Shark Tank review

Shark Tank review

Reality television with business content exposes the audience to a vast array of business ideas and methods, as well as challenges that are being faced in dealing with businesses. One such reality TV show is the Shark Tank, which entails various aspiring entrepreneurs presenting their business ideals to a panel of investors-the sharks. Depending with the sharks’ interest to the business idea, offers to the entrepreneur can be made or rejected. This a review of Shark Tank season 4 episode 1 where the presentations Coatchex, BevBuck, and BuggyBeds are discussed, giving a further elaboration to Coatchex.

Season four of Shark Tank came with the highest number of business idea presentations in all its 26 episodes. Episode 1 had various presentations of which I highlight three of them. These are products-Coatchex, Bev Buckle, and BuggyBeds.

BevBuckle was created and presented by Jake Brenner who was seeking $50,000 for 10% stake from the sharks. The Bev Buckle is based on the concept of a buckle that can hold beverage using a magnet holder. It is a novelty product whose patent is held by Jake but had sold only 4,000 units in 4 year.  The accepted offer was from the shark Barbara Corcoran who offered $50,000 for 51% stake.

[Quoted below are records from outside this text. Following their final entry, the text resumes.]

//! Startup orchestration.
//!
//! # Responsibilities
//! - Build the sink backend from configuration
//! - Provision the log destination before binding anything
//! - Bind the listener only once the sink is ready
//! - Hand back a [`Service`] ready to run
//!
//! Any startup error is fatal. Nothing is retried.

use std::net::SocketAddr;
use std::sync::Arc;

use thiserror::Error;
use tokio::net::TcpListener;
use tokio::sync::broadcast;

use crate::config::ServiceConfig;
use crate::http::HttpServer;
use crate::sink::{self, LogSink, LogSinkAdapter, ProvisionError, SinkError};

/// Reasons the service can fail to come up.
#[derive(Debug, Error)]
pub enum StartupError {
    #[error("Log sink error: {0}")]
    Sink(#[from] SinkError),

    #[error("Provisioning failed: {0}")]
    Provision(#[from] ProvisionError),

    #[error("Failed to bind {address}: {source}")]
    Bind {
        address: String,
        #[source]
        source: std::io::Error,
    },

    #[error("Server error: {0}")]
    Serve(#[source] std::io::Error),
}

/// A provisioned, bound service that has not started serving yet.
pub struct Service {
    server: HttpServer,
    listener: TcpListener,
}

impl Service {
    pub fn local_addr(&self) -> std::io::Result<SocketAddr> {
        self.listener.local_addr()
    }

    /// Serve until the shutdown receiver fires.
    pub async fn run(self, shutdown: broadcast::Receiver<()>) -> Result<(), StartupError> {
        self.server
            .run(self.listener, shutdown)
            .await
            .map_err(StartupError::Serve)
    }
}

/// Build the configured sink, then [`prepare`] the service around it.
pub async fn start(config: &ServiceConfig) -> Result<Service, StartupError> {
    let sink = sink::from_config(&config.sink)?;
    prepare(config, sink).await
}

/// Provision the destination and bind the listener.
pub async fn prepare(config: &ServiceConfig, sink: Arc<dyn LogSink>) -> Result<Service, StartupError> {
    let destination = config.sink.destination();
    tracing::info!(
        log_group = %destination.log_group,
        log_stream = %destination.log_stream,
        "Provisioning log destination"
    );

    let provisioned = LogSinkAdapter::new(sink, destination).provision().await?;

    let address = &config.listener.bind_address;
    let listener = TcpListener::bind(address)
        .await
        .map_err(|source| StartupError::Bind {
            address: address.clone(),
            source,
        })?;
    let local_addr = listener.local_addr().map_err(StartupError::Serve)?;
    tracing::info!(address = %local_addr, "Listening for connections");

    Ok(Service {
        server: HttpServer::new(&config.listener, provisioned),
        listener,
    })
}

#[cfg(test)]
mod tests {
    use super::*;
    use crate::config::SinkKind;
    use crate::sink::MemorySink;

    fn local_config() -> ServiceConfig {
        let mut config = ServiceConfig::default();
        config.listener.bind_address = "127.0.0.1:0".to_string();
        config
    }

    #[tokio::test]
    async fn test_start_with_memory_sink() {
        let mut config = local_config();
        config.sink.kind = SinkKind::Memory;
        let service = start(&config).await.unwrap();
        assert!(service.local_addr().unwrap().port() > 0);
    }

    #[tokio::test]
    async fn test_invalid_endpoint_fails_before_provisioning() {
        let mut config = local_config();
        config.sink.endpoint = "not a url".to_string();
        let err = start(&config).await.err().unwrap();
        assert!(matches!(err, StartupError::Sink(SinkError::InvalidEndpoint { .. })));
    }

    #[tokio::test]
    async fn test_denied_provisioning_is_fatal() {
        let sink = Arc::new(MemorySink::new());
        sink.deny_group_creation(true);
        let err = prepare(&local_config(), sink).await.err().unwrap();
        assert!(matches!(err, StartupError::Provision(ProvisionError::LogGroup { .. })));
    }

    #[tokio::test]
    async fn test_bind_failure_is_reported() {
        let sink = Arc::new(MemorySink::new());
        let occupied = TcpListener::bind("127.0.0.1:0").await.unwrap();
        let mut config = local_config();
        config.listener.bind_address = occupied.local_addr().unwrap().to_string();

        let err = prepare(&config, sink).await.err().unwrap();
        assert!(matches!(err, StartupError::Bind { .. }));
    }
}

The next product BuggyBeds was created and presented by Maria Curcio and Veronica Perlongo, and were seeking $125,000 for 7 percent stake.  The product is based on the concept of using a glue trap that can detect bedbugs’ eggs before they hatched. The entrepreneurs had worked on the product for six months, of which they had witnessed success, and they held the patent. Currently, they were looking for distribution links. They got $250,000 for 25% stake from five sharks-Kevin, Robert, Mark, Daymond, and Barbara.

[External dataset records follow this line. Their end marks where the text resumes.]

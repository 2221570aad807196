//! Structured logging.
//!
//! # Design Decisions
//! - Uses tracing crate for structured logging
//! - JSON format for production, pretty format for development
//! - Log level from `RUST_LOG`, falling back to the configured level

use tracing_subscriber::util::TryInitError;
use tracing_subscriber::{fmt, layer::SubscriberExt, util::SubscriberInitExt, EnvFilter};

use crate::config::ObservabilityConfig;

/// Directive used when `RUST_LOG` is not set.
pub fn default_directive(level: &str) -> String {
    format!("batch_logger={level},tower_http={level}")
}

/// Install the global tracing subscriber.
pub fn init_logging(config: &ObservabilityConfig) -> Result<(), TryInitError> {
    let filter = EnvFilter::try_from_default_env()
        .unwrap_or_else(|_| EnvFilter::new(default_directive(&config.log_level)));

    let json = config.json_logs;
    tracing_subscriber::registry()
        .with(filter)
        .with(json.then(|| fmt::layer().json()))
        .with((!json).then(fmt::layer))
        .try_init()
}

The first item presented in the episode was the Coatchex by Derek Pacque who was seeking $200,000 for 10% stake. The product is based on the concept of a coat check system that does not use a ticket. A name and photo is attached to the jacket and the user pays with a credit card. Derek was targeting this franchise to area developers. Derek shows belief in his product and he radiates energy of confidence and motivation on his business venture. Unfortunately, the sharks expressed high levels of uncertainty with this product, especially when Derek says he has no recorded sales yet and has not been able to test due to weather challenges.  Shark Mark stated seasonal problems with the coat, and states that looking to franchise the business is a terrible marketing idea. He also pointed out to an unclear business plan, although he liked the overall idea. Shark Daymond stated about the likelihood of competition on the product, while Shark Barbara did not understand why use of a ticket in the check system should be done away with. The only shark offer that Derek received was $200,000 for 33% stake from shark Mark, which shockingly he turned down.

Derek was confident in finding opportunities for his business and only needed more help in scaling the business. Agreeing to the $200,000 for 33% stake would mean giving a large chunk, about a third of his company to the investor. Derek was not probably ready for this kind of business equity with his company at the initial stages of the business venture.

However, the $200,000Coat Chex for 33% would have been one of the best deals given to a beginner entrepreneur with no proven record of sales yet.  Also, most investors are unwilling to invest in a business that seems to be seasonal. Yet, in this case, Mark was seeking only less than half the stake. It would have been a great opportunity for Derek to earn up the start up cost as well as have an opportunity to work with a seasoned billionaire. The offer would have helped him establish several CoatChex stores within a shorter time, and the price and valuation would have been determined faster with the presence of the CoatChex in various markets. On his own and without the adequate cash to franchise to several markets region wide or even worldwide, Derek may take a lot of time reaching out to the market. The disadvantage is that some players may have gotten the idea and will decide to come up with competing business models. Even if Derek makes it to keep the business up, he will be competing for market share with other new entrants and there is still uncertainty in this.

On the other hand, rejecting the deal may also not be so bad for Derek, as the product managed to get exposure to a wider audience. The show is a great platform that may introduce Derek to a wider audience some of whom will become the CoatChex target market.  Even if he left hanging the $200,000 for a third of his company, Derek’s presentation on the show has acted like an infomercial where he will reach out to potential customers.  It is now up to Derek to work hard to prove that his business model is worth a bigger investment negotiation.

In summary, the Shark Tank is definitely one of the superb business reality television shows that expose the audience to great business ideas as presented by aspiring entrepreneurs. It also teaches a lot about business pitching and conducting negotiation with investors that can help with funding for business start up, growth and expansion.